[Extracted data entries]
==================================================
use std::collections::BTreeMap;

use catalog_core::catalog::CatalogService;
use catalog_core::control::{
    AttributeModification,
    BadgeConditionInput,
    BadgeRequest,
    BadgeUpdateRequest,
    CustomAttributeInput,
    CustomMetadataRequest,
    CustomMetadataUpdateRequest,
};
use rmcp::{
    ErrorData,
    handler::server::wrapper::Parameters,
    model::CallToolResult,
    schemars,
    tool,
    tool_router,
};
use serde::{Deserialize, Serialize};
use serde_json::json;

use crate::{CatalogMcp, helpers};

/// Attribute inside a custom metadata structure.
#[derive(Debug, Clone, Serialize, Deserialize, schemars::JsonSchema)]
pub struct CustomAttributeParams {
    pub display_name: String,
    /// STRING, INTEGER, DECIMAL, BOOLEAN, DATE, OPTIONS, USERS, GROUPS, URL, or SQL.
    pub attribute_type: String,
    pub description: Option<String>,
    pub multi_valued: Option<bool>,
    /// Required for OPTIONS attributes.
    pub options_name: Option<String>,
}

impl From<CustomAttributeParams> for CustomAttributeInput {
    fn from(params: CustomAttributeParams) -> Self {
        Self {
            display_name: params.display_name,
            attribute_type: params.attribute_type,
            description: params.description,
            multi_valued: params.multi_valued.unwrap_or(false),
            options_name: params.options_name,
        }
    }
}

#[derive(Debug, Clone, Serialize, Deserialize, schemars::JsonSchema)]
pub struct CreateCustomMetadataParams {
    pub display_name: String,
    pub attributes: Option<Vec<CustomAttributeParams>>,
    pub description: Option<String>,
    /// Takes precedence over `logo_url`.
    pub emoji: Option<String>,
    pub logo_url: Option<String>,
    pub locked: Option<bool>,
}

#[derive(Debug, Clone, Serialize, Deserialize, schemars::JsonSchema)]
pub struct GetCustomMetadataParams {
    /// Display name or internal name of the structure.
    pub name: String,
}

#[derive(Debug, Clone, Default, Serialize, Deserialize, schemars::JsonSchema)]
pub struct ModifyAttributeParams {
    pub display_name: Option<String>,
    pub description: Option<String>,
    pub multi_valued: Option<bool>,
}

#[derive(Debug, Clone, Serialize, Deserialize, schemars::JsonSchema)]
pub struct UpdateCustomMetadataParams {
    /// Display name or guid of the structure.
    pub name: String,
    pub add_attributes: Option<Vec<CustomAttributeParams>>,
    /// Existing attribute display name to the changes to apply.
    pub modify_attributes: Option<BTreeMap<String, ModifyAttributeParams>>,
    /// Attribute display names to archive.
    pub remove_attributes: Option<Vec<String>>,
    /// Required when removing attributes.
    pub archived_by: Option<String>,
}

impl From<UpdateCustomMetadataParams> for CustomMetadataUpdateRequest {
    fn from(params: UpdateCustomMetadataParams) -> Self {
        Self {
            name: params.name,
            add_attributes: params
                .add_attributes
                .unwrap_or_default()
                .into_iter()
                .map(Into::into)
                .collect(),
            modify_attributes: params
                .modify_attributes
                .unwrap_or_default()
                .into_iter()
                .map(|(name, change)| {
                    (
                        name,
                        AttributeModification {
                            display_name: change.display_name,
                            description: change.description,
                            multi_valued: change.multi_valued,
                        },
                    )
                })
                .collect(),
            remove_attributes: params.remove_attributes.unwrap_or_default(),
            archived_by: params.archived_by,
        }
    }
}

#[derive(Debug, Clone, Serialize, Deserialize, schemars::JsonSchema)]
pub struct BadgeConditionParams {
    /// EQ, NEQ, GT, GTE, LT, or LTE.
    pub operator: String,
    pub value: String,
    /// GREEN, YELLOW, or RED.
    pub color: String,
}

#[derive(Debug, Clone, Serialize, Deserialize, schemars::JsonSchema)]
pub struct CreateBadgeParams {
    pub name: String,
    /// Custom metadata structure holding the attribute.
    pub metadata_name: String,
    pub attribute_name: String,
    pub display_name: Option<String>,
    pub description: Option<String>,
    pub emoji: Option<String>,
    pub logo_url: Option<String>,
    pub conditions: Option<Vec<BadgeConditionParams>>,
}

impl From<CreateBadgeParams> for BadgeRequest {
    fn from(params: CreateBadgeParams) -> Self {
        Self {
            name: params.name,
            metadata_name: params.metadata_name,
            attribute_name: params.attribute_name,
            display_name: params.display_name,
            description: params.description,
            emoji: params.emoji,
            logo_url: params.logo_url,
            conditions: params
                .conditions
                .unwrap_or_default()
                .into_iter()
                .map(|condition| BadgeConditionInput {
                    operator: condition.operator,
                    value: condition.value,
                    color: condition.color,
                })
                .collect(),
        }
    }
}

#[derive(Debug, Clone, Serialize, Deserialize, schemars::JsonSchema)]
pub struct UpdateBadgeParams {
    /// Name or guid of the badge.
    pub name: String,
    pub display_name: Option<String>,
    pub description: Option<String>,
    pub emoji: Option<String>,
    pub logo_url: Option<String>,
}

#[derive(Debug, Clone, Serialize, Deserialize, schemars::JsonSchema)]
pub struct DeleteBadgeParams {
    pub guid: String,
}

#[tool_router(router = tool_router_metadata, vis = "pub")]
impl<S: CatalogService + 'static> CatalogMcp<S> {
    #[tool(description = "Create a custom metadata structure with typed attributes.")]
    async fn create_custom_metadata(
        &self,
        params: Parameters<CreateCustomMetadataParams>,
    ) -> Result<CallToolResult, ErrorData> {
        let CreateCustomMetadataParams {
            display_name,
            attributes,
            description,
            emoji,
            logo_url,
            locked,
        } = params.0;
        let request = CustomMetadataRequest {
            display_name,
            attributes: attributes
                .unwrap_or_default()
                .into_iter()
                .map(Into::into)
                .collect(),
            description,
            emoji,
            logo_url,
            locked: locked.unwrap_or(false),
        };
        let control = self.control();
        helpers::tool_result(control.create_custom_metadata(request).await, |def| {
            json!({ "created": true, "guid": def.guid, "metadata": def })
        })
    }

    #[tool(description = "Fetch a custom metadata structure by display name or internal name.")]
    async fn get_custom_metadata(
        &self,
        params: Parameters<GetCustomMetadataParams>,
    ) -> Result<CallToolResult, ErrorData> {
        let GetCustomMetadataParams { name } = params.0;
        let control = self.control();
        helpers::tool_result(control.get_custom_metadata(&name).await, |found| match found {
            Some(def) => json!({ "found": true, "metadata": def }),
            None => json!({ "found": false }),
        })
    }

    #[tool(description = "Add, modify, or archive attributes of a custom metadata structure. Removals require archived_by.")]
    async fn update_custom_metadata(
        &self,
        params: Parameters<UpdateCustomMetadataParams>,
    ) -> Result<CallToolResult, ErrorData> {
        let control = self.control();
        helpers::tool_result(control.update_custom_metadata(params.0.into()).await, |def| {
            json!({ "updated": true, "metadata": def })
        })
    }

    #[tool(description = "Create a badge that colors a custom metadata attribute by value conditions.")]
    async fn create_badge(
        &self,
        params: Parameters<CreateBadgeParams>,
    ) -> Result<CallToolResult, ErrorData> {
        let control = self.control();
        helpers::tool_result(control.create_badge(params.0.into()).await, |badge| {
            json!({ "created": true, "guid": badge.guid, "badge": badge })
        })
    }

    #[tool(description = "Update the display fields of an existing badge.")]
    async fn update_badge(
        &self,
        params: Parameters<UpdateBadgeParams>,
    ) -> Result<CallToolResult, ErrorData> {
        let UpdateBadgeParams {
            name,
            display_name,
            description,
            emoji,
            logo_url,
        } = params.0;
        let request = BadgeUpdateRequest {
            name,
            display_name,
            description,
            emoji,
            logo_url,
        };
        let control = self.control();
        helpers::tool_result(control.update_badge(request).await, |badge| {
            json!({ "updated": true, "badge": badge })
        })
    }

    #[tool(description = "Delete a badge by guid.")]
    async fn delete_badge(
        &self,
        params: Parameters<DeleteBadgeParams>,
    ) -> Result<CallToolResult, ErrorData> {
        let DeleteBadgeParams { guid } = params.0;
        let control = self.control();
        helpers::tool_result(control.delete_badge(&guid).await, |()| {
            json!({ "deleted": true, "guid": guid })
        })
    }
}
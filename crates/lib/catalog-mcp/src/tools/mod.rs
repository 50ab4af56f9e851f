//! MCP tool modules.
//!
//! Tools are grouped by domain: asset search, lineage traversal, attribute
//! updates, custom metadata management, and contextual help.

pub mod assets;
pub mod context;
pub mod lineage;
pub mod metadata;
pub mod search;
impl BadgeColor {
    #[must_use]
    pub const fn hex(self) -> &'static str {
        match self {
            Self::Green => "#047960",
            Self::Yellow => "#F7B43D",
            Self::Red => "#BF1B1B",
        }
    }
}

/// Attribute value carried on an asset.
#[derive(Debug, Clone, PartialEq, Serialize, Deserialize)]
#[serde(untagged)]
pub enum AttributeValue {
    Null,
    Bool(bool),
    Integer(i64),
    Float(f64),
    Text(String),
    List(Vec<Self>),
    Map(BTreeMap<String, Self>),
}

impl AttributeValue {
    #[must_use]
    pub fn as_str(&self) -> Option<&str> {
        match self {
            Self::Text(value) => Some(value.as_str()),
            _ => None,
        }
    }

    #[must_use]
    #[allow(clippy::cast_precision_loss)]
    pub fn as_f64(&self) -> Option<f64> {
        match self {
            Self::Integer(value) => Some(*value as f64),
            Self::Float(value) => Some(*value),
            _ => None,
        }
    }

    #[must_use]
    pub const fn as_i64(&self) -> Option<i64> {
        match self {
            Self::Integer(value) => Some(*value),
            _ => None,
        }
    }

    #[must_use]
    pub fn as_list(&self) -> Option<&[Self]> {
        match self {
            Self::List(values) => Some(values.as_slice()),
            _ => None,
        }
    }

    /// Interprets an integer value as epoch milliseconds.
    #[must_use]
    pub fn as_timestamp(&self) -> Option<DateTime<Utc>> {
        self.as_i64()
            .and_then(|millis| Utc.timestamp_millis_opt(millis).single())
    }

    /// True when the value carries data: not null, not an empty string or collection.
    #[must_use]
    pub fn is_present(&self) -> bool {
        match self {
            Self::Null => false,
            Self::Text(value) => !value.is_empty(),
            Self::List(values) => values.iter().any(Self::is_present),
            Self::Map(values) => !values.is_empty(),
            Self::Bool(_) | Self::Integer(_) | Self::Float(_) => true,
        }
    }
}

impl From<&str> for AttributeValue {
    fn from(value: &str) -> Self {
        Self::Text(value.to_string())
    }
}

impl From<String> for AttributeValue {
    fn from(value: String) -> Self {
        Self::Text(value)
    }
}

impl From<i64> for AttributeValue {
    fn from(value: i64) -> Self {
        Self::Integer(value)
    }
}

impl From<bool> for AttributeValue {
    fn from(value: bool) -> Self {
        Self::Bool(value)
    }
}

impl<T: Into<AttributeValue>> From<Vec<T>> for AttributeValue {
    fn from(values: Vec<T>) -> Self {
        Self::List(values.into_iter().map(Into::into).collect())
    }
}

/// Catalog entity as returned by search and lineage calls.
#[derive(Debug, Clone, PartialEq, Serialize, Deserialize)]
#[serde(rename_all = "camelCase")]
pub struct Asset {
    pub guid: String,
    pub type_name: String,
    #[serde(default)]
    pub status: EntityStatus,
    #[serde(default, skip_serializing_if = "Vec::is_empty")]
    pub classification_names: Vec<String>,
    #[serde(default, skip_serializing_if = "BTreeMap::is_empty")]
    pub attributes: BTreeMap<String, AttributeValue>,
    #[serde(default, rename = "searchScore", skip_serializing_if = "Option::is_none")]
    pub score: Option<f64>,
}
==================================================
» Exercise aim: From the records above, pull every line that carries the word "BadgeUpdateRequest".

» Task result:
    BadgeUpdateRequest,
        let request = BadgeUpdateRequest {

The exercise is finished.